Data provided:
((

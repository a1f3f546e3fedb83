//! Literal-input-to-literal-output scenarios (S1-S7) driven entirely
//! through the SQL surface, the way an external caller would use
//! this crate.

use std::collections::BTreeMap;
use std::fs;
use std::path::Path;

use badsubd_common::config::EngineConfig;
use engine::Engine;
use sql::{SqlFrontend, StatementResult};
use storage::{HashIndex, Value};

fn config_in(dir: &Path) -> EngineConfig {
    let mut config = EngineConfig::default();
    config.set_data_dir(dir.to_path_buf());
    config
}

fn frontend(config: &EngineConfig) -> SqlFrontend {
    SqlFrontend::new(Engine::open(config.clone()).expect("engine opens"))
}

fn rows(result: StatementResult) -> Vec<BTreeMap<String, Value>> {
    match result {
        StatementResult::Rows(rows) => rows,
        other => panic!("expected Rows, got {other:?}"),
    }
}

#[test]
fn s1_create_insert_and_point_select() {
    let dir = tempfile::tempdir().unwrap();
    let config = config_in(dir.path());
    let fe = frontend(&config);

    fe.execute("CREATE TABLE users (id INT, login VARCHAR(10))").unwrap();
    fe.execute("INSERT INTO users VALUES (1, 'alice')").unwrap();
    fe.execute("INSERT INTO users VALUES (2, 'bob')").unwrap();
    fe.execute("INSERT INTO users VALUES (3, 'carol')").unwrap();

    let found = rows(fe.execute("SELECT * FROM users WHERE id=2").unwrap());
    assert_eq!(found.len(), 1);
    assert_eq!(found[0].get("id"), Some(&Value::Int(2)));
    assert_eq!(found[0].get("login"), Some(&Value::Text("bob".to_string())));

    let info = fe.engine().get_table_info("users").unwrap();
    assert_eq!(info.row_size, 1 + 8 + 4 * 10);

    let heap_len = fs::metadata(config.table_dir().join("users.dat")).unwrap().len();
    assert_eq!(heap_len, 16 + info.row_size as u64 * 3);
    assert_eq!(heap_len, 163);
}

#[test]
fn s2_index_build_then_point_lookup_on_new_row() {
    let dir = tempfile::tempdir().unwrap();
    let config = config_in(dir.path());
    let fe = frontend(&config);

    fe.execute("CREATE TABLE users (id INT, login VARCHAR(10))").unwrap();
    fe.execute("INSERT INTO users VALUES (1, 'alice')").unwrap();
    fe.execute("INSERT INTO users VALUES (2, 'bob')").unwrap();
    fe.execute("INSERT INTO users VALUES (3, 'carol')").unwrap();

    fe.engine().create_index("users", "id").unwrap();
    fe.execute("INSERT INTO users VALUES (4, 'dave')").unwrap();

    let index = HashIndex::open(&config.index_dir(), "users", "id").unwrap();
    assert_eq!(index.find(4), vec![163]);

    let found = rows(fe.execute("SELECT * FROM users WHERE id=4").unwrap());
    assert_eq!(found.len(), 1);
    assert_eq!(found[0].get("login"), Some(&Value::Text("dave".to_string())));
}

#[test]
fn s3_varchar_truncation() {
    let dir = tempfile::tempdir().unwrap();
    let config = config_in(dir.path());
    let fe = frontend(&config);

    fe.execute("CREATE TABLE notes (body VARCHAR(5))").unwrap();
    fe.execute("INSERT INTO notes VALUES ('abcdefgh')").unwrap();

    let found = rows(fe.execute("SELECT * FROM notes").unwrap());
    assert_eq!(found[0].get("body"), Some(&Value::Text("abcde".to_string())));
}

#[test]
fn s4_delete_where_tombstones_without_shrinking_the_file() {
    let dir = tempfile::tempdir().unwrap();
    let config = config_in(dir.path());
    let fe = frontend(&config);

    fe.execute("CREATE TABLE users (id INT, login VARCHAR(10))").unwrap();
    fe.execute("INSERT INTO users VALUES (1, 'alice')").unwrap();
    fe.execute("INSERT INTO users VALUES (2, 'bob')").unwrap();
    fe.execute("INSERT INTO users VALUES (3, 'carol')").unwrap();
    fe.execute("INSERT INTO users VALUES (4, 'dave')").unwrap();

    match fe.execute("DELETE FROM users WHERE id=2").unwrap() {
        StatementResult::Deleted(n) => assert_eq!(n, 1),
        other => panic!("expected Deleted, got {other:?}"),
    }

    let found = rows(fe.execute("SELECT * FROM users").unwrap());
    let ids: Vec<u64> = found.iter().map(|r| r.get("id").unwrap().as_int().unwrap()).collect();
    assert_eq!(ids, vec![1, 3, 4]);

    let heap_path = config.table_dir().join("users.dat");
    let row_size = fe.engine().get_table_info("users").unwrap().row_size;
    assert_eq!(fs::metadata(&heap_path).unwrap().len(), 16 + row_size as u64 * 4);

    let bytes = fs::read(&heap_path).unwrap();
    assert_eq!(bytes[16 + row_size], 0x01);
}

#[test]
fn s5_delete_star_truncates_the_heap() {
    let dir = tempfile::tempdir().unwrap();
    let config = config_in(dir.path());
    let fe = frontend(&config);

    fe.execute("CREATE TABLE users (id INT, login VARCHAR(10))").unwrap();
    fe.execute("INSERT INTO users VALUES (1, 'alice')").unwrap();
    fe.execute("INSERT INTO users VALUES (2, 'bob')").unwrap();

    match fe.execute("DELETE * FROM users").unwrap() {
        StatementResult::Deleted(n) => assert_eq!(n, -1),
        other => panic!("expected Deleted(-1), got {other:?}"),
    }

    let heap_path = config.table_dir().join("users.dat");
    assert_eq!(fs::metadata(&heap_path).unwrap().len(), 16);
    assert_eq!(fe.engine().get_table_info("users").unwrap().total_rows, 0);
}

#[test]
fn s6_insert_without_column_list_binds_schema_order() {
    let dir = tempfile::tempdir().unwrap();
    let config = config_in(dir.path());
    let fe = frontend(&config);

    fe.execute("CREATE TABLE users (id INT, login VARCHAR(10))").unwrap();
    fe.execute("INSERT INTO users VALUES (10, 'zoe')").unwrap();

    let found = rows(fe.execute("SELECT * FROM users WHERE login='zoe'").unwrap());
    assert_eq!(found.len(), 1);
    assert_eq!(found[0].get("id"), Some(&Value::Int(10)));
}

#[test]
fn s7_non_bmp_code_point_round_trips() {
    let dir = tempfile::tempdir().unwrap();
    let config = config_in(dir.path());
    let fe = frontend(&config);

    fe.execute("CREATE TABLE notes (body VARCHAR(2))").unwrap();
    fe.execute("INSERT INTO notes VALUES ('\u{1D11E}')").unwrap();

    let found = rows(fe.execute("SELECT * FROM notes").unwrap());
    assert_eq!(found[0].get("body"), Some(&Value::Text("\u{1D11E}".to_string())));
}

))

Action item: Please return all of the records exactly as they appear.

Expected answer:
repository a1f3f546e3fedb83
//! Literal-input-to-literal-output scenarios (S1-S7) driven entirely
//! through the SQL surface, the way an external caller would use
//! this crate.

use std::collections::BTreeMap;
use std::fs;
use std::path::Path;

use badsubd_common::config::EngineConfig;
use engine::Engine;
use sql::{SqlFrontend, StatementResult};
use storage::{HashIndex, Value};

fn config_in(dir: &Path) -> EngineConfig {
    let mut config = EngineConfig::default();
    config.set_data_dir(dir.to_path_buf());
    config
}

fn frontend(config: &EngineConfig) -> SqlFrontend {
    SqlFrontend::new(Engine::open(config.clone()).expect("engine opens"))
}

fn rows(result: StatementResult) -> Vec<BTreeMap<String, Value>> {
    match result {
        StatementResult::Rows(rows) => rows,
        other => panic!("expected Rows, got {other:?}"),
    }
}

#[test]
fn s1_create_insert_and_point_select() {
    let dir = tempfile::tempdir().unwrap();
    let config = config_in(dir.path());
    let fe = frontend(&config);

    fe.execute("CREATE TABLE users (id INT, login VARCHAR(10))").unwrap();
    fe.execute("INSERT INTO users VALUES (1, 'alice')").unwrap();
    fe.execute("INSERT INTO users VALUES (2, 'bob')").unwrap();
    fe.execute("INSERT INTO users VALUES (3, 'carol')").unwrap();

    let found = rows(fe.execute("SELECT * FROM users WHERE id=2").unwrap());
    assert_eq!(found.len(), 1);
    assert_eq!(found[0].get("id"), Some(&Value::Int(2)));
    assert_eq!(found[0].get("login"), Some(&Value::Text("bob".to_string())));

    let info = fe.engine().get_table_info("users").unwrap();
    assert_eq!(info.row_size, 1 + 8 + 4 * 10);

    let heap_len = fs::metadata(config.table_dir().join("users.dat")).unwrap().len();
    assert_eq!(heap_len, 16 + info.row_size as u64 * 3);
    assert_eq!(heap_len, 163);
}

#[test]
fn s2_index_build_then_point_lookup_on_new_row() {
    let dir = tempfile::tempdir().unwrap();
    let config = config_in(dir.path());
    let fe = frontend(&config);

    fe.execute("CREATE TABLE users (id INT, login VARCHAR(10))").unwrap();
    fe.execute("INSERT INTO users VALUES (1, 'alice')").unwrap();
    fe.execute("INSERT INTO users VALUES (2, 'bob')").unwrap();
    fe.execute("INSERT INTO users VALUES (3, 'carol')").unwrap();

    fe.engine().create_index("users", "id").unwrap();
    fe.execute("INSERT INTO users VALUES (4, 'dave')").unwrap();

    let index = HashIndex::open(&config.index_dir(), "users", "id").unwrap();
    assert_eq!(index.find(4), vec![163]);

    let found = rows(fe.execute("SELECT * FROM users WHERE id=4").unwrap());
    assert_eq!(found.len(), 1);
    assert_eq!(found[0].get("login"), Some(&Value::Text("dave".to_string())));
}

#[test]
fn s3_varchar_truncation() {
    let dir = tempfile::tempdir().unwrap();
    let config = config_in(dir.path());
    let fe = frontend(&config);

    fe.execute("CREATE TABLE notes (body VARCHAR(5))").unwrap();
    fe.execute("INSERT INTO notes VALUES ('abcdefgh')").unwrap();

    let found = rows(fe.execute("SELECT * FROM notes").unwrap());
    assert_eq!(found[0].get("body"), Some(&Value::Text("abcde".to_string())));
}

#[test]
fn s4_delete_where_tombstones_without_shrinking_the_file() {
    let dir = tempfile::tempdir().unwrap();
    let config = config_in(dir.path());
    let fe = frontend(&config);

    fe.execute("CREATE TABLE users (id INT, login VARCHAR(10))").unwrap();
    fe.execute("INSERT INTO users VALUES (1, 'alice')").unwrap();
    fe.execute("INSERT INTO users VALUES (2, 'bob')").unwrap();
    fe.execute("INSERT INTO users VALUES (3, 'carol')").unwrap();
    fe.execute("INSERT INTO users VALUES (4, 'dave')").unwrap();

    match fe.execute("DELETE FROM users WHERE id=2").unwrap() {
        StatementResult::Deleted(n) => assert_eq!(n, 1),
        other => panic!("expected Deleted, got {other:?}"),
    }

    let found = rows(fe.execute("SELECT * FROM users").unwrap());
    let ids: Vec<u64> = found.iter().map(|r| r.get("id").unwrap().as_int().unwrap()).collect();
    assert_eq!(ids, vec![1, 3, 4]);

    let heap_path = config.table_dir().join("users.dat");
    let row_size = fe.engine().get_table_info("users").unwrap().row_size;
    assert_eq!(fs::metadata(&heap_path).unwrap().len(), 16 + row_size as u64 * 4);

    let bytes = fs::read(&heap_path).unwrap();
    assert_eq!(bytes[16 + row_size], 0x01);
}

#[test]
fn s5_delete_star_truncates_the_heap() {
    let dir = tempfile::tempdir().unwrap();
    let config = config_in(dir.path());
    let fe = frontend(&config);

    fe.execute("CREATE TABLE users (id INT, login VARCHAR(10))").unwrap();
    fe.execute("INSERT INTO users VALUES (1, 'alice')").unwrap();
    fe.execute("INSERT INTO users VALUES (2, 'bob')").unwrap();

    match fe.execute("DELETE * FROM users").unwrap() {
        StatementResult::Deleted(n) => assert_eq!(n, -1),
        other => panic!("expected Deleted(-1), got {other:?}"),
    }

    let heap_path = config.table_dir().join("users.dat");
    assert_eq!(fs::metadata(&heap_path).unwrap().len(), 16);
    assert_eq!(fe.engine().get_table_info("users").unwrap().total_rows, 0);
}

#[test]
fn s6_insert_without_column_list_binds_schema_order() {
    let dir = tempfile::tempdir().unwrap();
    let config = config_in(dir.path());
    let fe = frontend(&config);

    fe.execute("CREATE TABLE users (id INT, login VARCHAR(10))").unwrap();
    fe.execute("INSERT INTO users VALUES (10, 'zoe')").unwrap();

    let found = rows(fe.execute("SELECT * FROM users WHERE login='zoe'").unwrap());
    assert_eq!(found.len(), 1);
    assert_eq!(found[0].get("id"), Some(&Value::Int(10)));
}

#[test]
fn s7_non_bmp_code_point_round_trips() {
    let dir = tempfile::tempdir().unwrap();
    let config = config_in(dir.path());
    let fe = frontend(&config);

    fe.execute("CREATE TABLE notes (body VARCHAR(2))").unwrap();
    fe.execute("INSERT INTO notes VALUES ('\u{1D11E}')").unwrap();

    let found = rows(fe.execute("SELECT * FROM notes").unwrap());
    assert_eq!(found[0].get("body"), Some(&Value::Text("\u{1D11E}".to_string())));
}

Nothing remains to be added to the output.